We note that L2D2 builds on a previous workshop paper [60] and differs along three axes: (a) new scheduling framework that accounts for switching delays, (b) new data-driven link estimation algorithm, and (c) extensive evaluation on a real-world dataset.

学术界 [17–19, 54] 和工业界 [1, 20, 34, 40, 46] 都已在着手解决新型低地球轨道(LEO)卫星星座的下行链路约束问题。其中 很大一部分工作专注于从单条“卫星-地面站”链路中提升更多性能。 这类设计受限于前述的中心化架构的弊端。 最近,[17] 提出将部分计算任务卸载至卫星,以减轻下行链路的负载。例如,在一个需要建筑图像的工作负载中,卫星可以在下行至地面站前预先过滤出建筑图像。然而,这种设计与对地观测卫星的商业模式相悖,因为它们的模式是向客户出售观测数据,再由客户运行最终的应用。在缺乏对最终应用的先验知识的情况下,卫星上的预过滤可能会丢弃掉对用户有价值的重要信息。 相比之下,L2D2 采用一种混合式地面站设计,将所有数据下行至地面。

在工业界,近期出现了多种将单个地面站的时间按分钟出租给卫星运营商的尝试 [1, 36, 40, 46]。这是一个积极的趋势,它为新的卫星运营商提供了接入渠道,但也面临着与中心化架构相似的监管和设备挑战 [27]。然而,这种投资为未来分布式地面站架构等新型抽象概念的出现开辟了可能性。

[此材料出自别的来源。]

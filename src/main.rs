//! ScalaFiddle CLI - render fiddle tags and activate fiddles in rendered pages

use std::path::PathBuf;
use std::process::ExitCode;

use clap::{Parser, Subcommand};
use tracing_subscriber::EnvFilter;

use scalafiddle::commands;
use scalafiddle::interface::Site;

#[derive(Parser)]
#[command(name = "scalafiddle")]
#[command(author, version, about = "Embed ScalaFiddle widgets in static-site pages", long_about = None)]
struct Cli {
    /// Site configuration file path
    #[arg(short, long, global = true)]
    config: Option<PathBuf>,

    /// Site source directory
    #[arg(short = 'C', long, global = true)]
    directory: Option<PathBuf>,

    /// Verbose output
    #[arg(short, long, global = true)]
    verbose: bool,

    #[command(subcommand)]
    command: Commands,
}

#[derive(Subcommand)]
enum Commands {
    /// Render a markdown page with fiddle tags to HTML
    Render {
        /// Markdown page, relative to the site source
        #[arg(value_name = "FILE")]
        file: PathBuf,

        /// Write the result here instead of stdout
        #[arg(short, long)]
        output: Option<PathBuf>,

        /// Only expand fiddle tags, without converting the page
        #[arg(long)]
        expand_only: bool,
    },

    /// Inject fiddle templates and the activation script into rendered pages
    Integrate {
        /// Dry run - show what would be done without doing it
        #[arg(short = 'n', long)]
        dry_run: bool,

        /// Glob patterns of rendered pages
        #[arg(value_name = "PATTERN", required = true)]
        patterns: Vec<String>,
    },

    /// Show how a tag argument string is parsed
    Options {
        /// Raw tag arguments, e.g. 'template="Intro" autorun'
        #[arg(value_name = "ARGS")]
        args: String,
    },

    /// Show the effective scalafiddle configuration
    Config,
}

fn main() -> ExitCode {
    let cli = Cli::parse();

    // Set up logging
    let filter = if cli.verbose {
        EnvFilter::new("debug")
    } else {
        EnvFilter::new("info")
    };

    tracing_subscriber::fmt()
        .with_env_filter(filter)
        .with_target(false)
        .with_writer(std::io::stderr)
        .init();

    // Determine site source directory
    let base_dir = cli
        .directory
        .or_else(|| std::env::current_dir().ok())
        .unwrap_or_else(|| PathBuf::from("."));

    // Read configuration from file or use defaults
    let site = match cli.config {
        Some(ref path) => {
            scalafiddle::config::read_config_file(path).map(|config| Site::new(config, base_dir))
        }
        None => Site::from_dir(base_dir),
    };
    let site = match site {
        Ok(site) => site,
        Err(e) => {
            eprintln!("Error reading configuration: {}", e);
            return ExitCode::FAILURE;
        }
    };

    // Execute command
    let result = match cli.command {
        Commands::Render {
            file,
            output,
            expand_only,
        } => {
            let options = commands::RenderOptions {
                file,
                output,
                expand_only,
            };
            commands::render(&site, options)
        }

        Commands::Integrate { dry_run, patterns } => {
            let options = commands::IntegrateOptions { patterns, dry_run };
            commands::integrate(&site, options)
        }

        Commands::Options { args } => commands::options(&args),

        Commands::Config => commands::config(&site),
    };

    match result {
        Ok(()) => ExitCode::SUCCESS,
        Err(e) => {
            eprintln!("Error: {}", e);
            if e.is_template_error() {
                eprintln!(
                    "Templates are read from {}",
                    site.config.fiddle().template_path(&site.source).display()
                );
            }
            ExitCode::FAILURE
        }
    }
}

在 L2D2 中,我们研究了实现这种分布式设计所需的工具。VERGE [43] 可能是与 L2D2 最接近的设计。在 [43] 中,洛克希德·马丁公司计划以地理分布式的方式部署低成本的S波段抛物面天线。每根天线将把原始的射频(RF)测量数据流式传输到云端,再由一个软件定义接收机来解码这些数据。相比之下,L2D2 将计算单元与天线部署在一起,解码和处理后的数据才被发送到云端。这极大地(达数个数量级)降低了支持地面站所需的回程链路容量和成本。此外,它还支持了能够以高效方式优先上传数据的边缘计算工作负载。这一设计选择的一个直接影响是,[43] 的方案受限于带宽较低的S波段下载,而无法支持对地观测领域更常见的X波段下载。

“卫星-地面站”链路的调度问题已在 [8, 9, 25, 55, 58] 中被研究。这些系统要么没有考虑到随时间变化的链路质量,要么将自身局限于“单卫星对多地面站”的情景。相比之下, L2D2 提出了一个适用于“多卫星、多地面站”配置的调度器,同时考虑了变化的链路质量和切换延迟。

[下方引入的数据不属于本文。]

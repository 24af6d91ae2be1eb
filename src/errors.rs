//! Error types for fiddle rendering and page integration.

use std::path::PathBuf;
use thiserror::Error;

/// Main error type for scalafiddle operations.
#[derive(Error, Debug)]
pub enum FiddleError {
    #[error("I/O error: {0}")]
    Io(#[from] std::io::Error),

    #[error("Configuration error: {0}")]
    Config(String),

    #[error("TOML parse error: {0}")]
    TomlParse(#[from] toml::de::Error),

    #[error("YAML parse error: {0}")]
    YamlParse(#[from] serde_yaml::Error),

    #[error("JSON error: {0}")]
    Json(#[from] serde_json::Error),

    /// A template file has no `////` line separating its pre and post regions.
    #[error("Template {path} is missing a //// marker")]
    MissingMarker { path: PathBuf },

    #[error("Cannot read template {path}: {source}")]
    TemplateRead {
        path: PathBuf,
        #[source]
        source: std::io::Error,
    },

    #[error("{0}")]
    Other(String),
}

impl FiddleError {
    /// Returns true for errors caused by a broken template file.
    pub fn is_template_error(&self) -> bool {
        matches!(
            self,
            FiddleError::MissingMarker { .. } | FiddleError::TemplateRead { .. }
        )
    }
}

/// Result type alias for scalafiddle operations.
pub type Result<T> = std::result::Result<T, FiddleError>;
//! Core model types for fiddle tags, templates and pages.

mod options;
mod page;
mod template;

pub use options::{Attribute, Flag, ParsedOptions};
pub use page::Page;
pub use template::{escape_js_string, Template};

以往关于“卫星-地面站”链路质量估计的工作主要基于仿真数据,这些数据无法捕捉真实世界信号的复杂性,例如收发器附近的信号反射 [26]。一些研究工作在其设计中确实采纳了真实世界的链路质量测量数据,但仅限于低频链路(UHF、S波段)[37, 49]。然而,在对地观测卫星网络的应用背景下,L2D2 基于X波段数据建立的链路估计模型更具适用性,因为对地观测卫星更常工作在这一高频范围,且此类链路更容易受到天气效应的影响。L2D2 的性能也优于先前的链路质量预测统计模型 [31–33, 37]。L2D2 通过采用一种数据驱动的方法,将多径效应和信号遮挡等因素考虑在内,从而实现了这一优势。

最后,L2D2 的灵感来源于过去在开源地面站设计 [14, 41] 及这些站点的部署 [15, 41, 48, 53] 方面的工作。这些部署促进了在调度、任务控制及地面站设计其他方面的研究 [3, 55, 56, 63]。这些设计大多局限于低频率、低数据速率的应用场景,适用于传输少量数据的实验性卫星。L2D2 与它们在三个方面有所不同:分布式设计框架、高频率和高带宽的数据下载,以及混合使用具备发射能力的和只接收的地面站。

我们在此说明,L2D2 是在一个之前的研讨会论文 [60] 的基础上构建的,并在三个方面有所不同:(a) 提出了一个考虑了切换延迟的新调度框架;(b) 提出了一个新的数据驱动的链路估计算法;以及 (c) 在一个真实世界的数据集上进行了广泛的评估。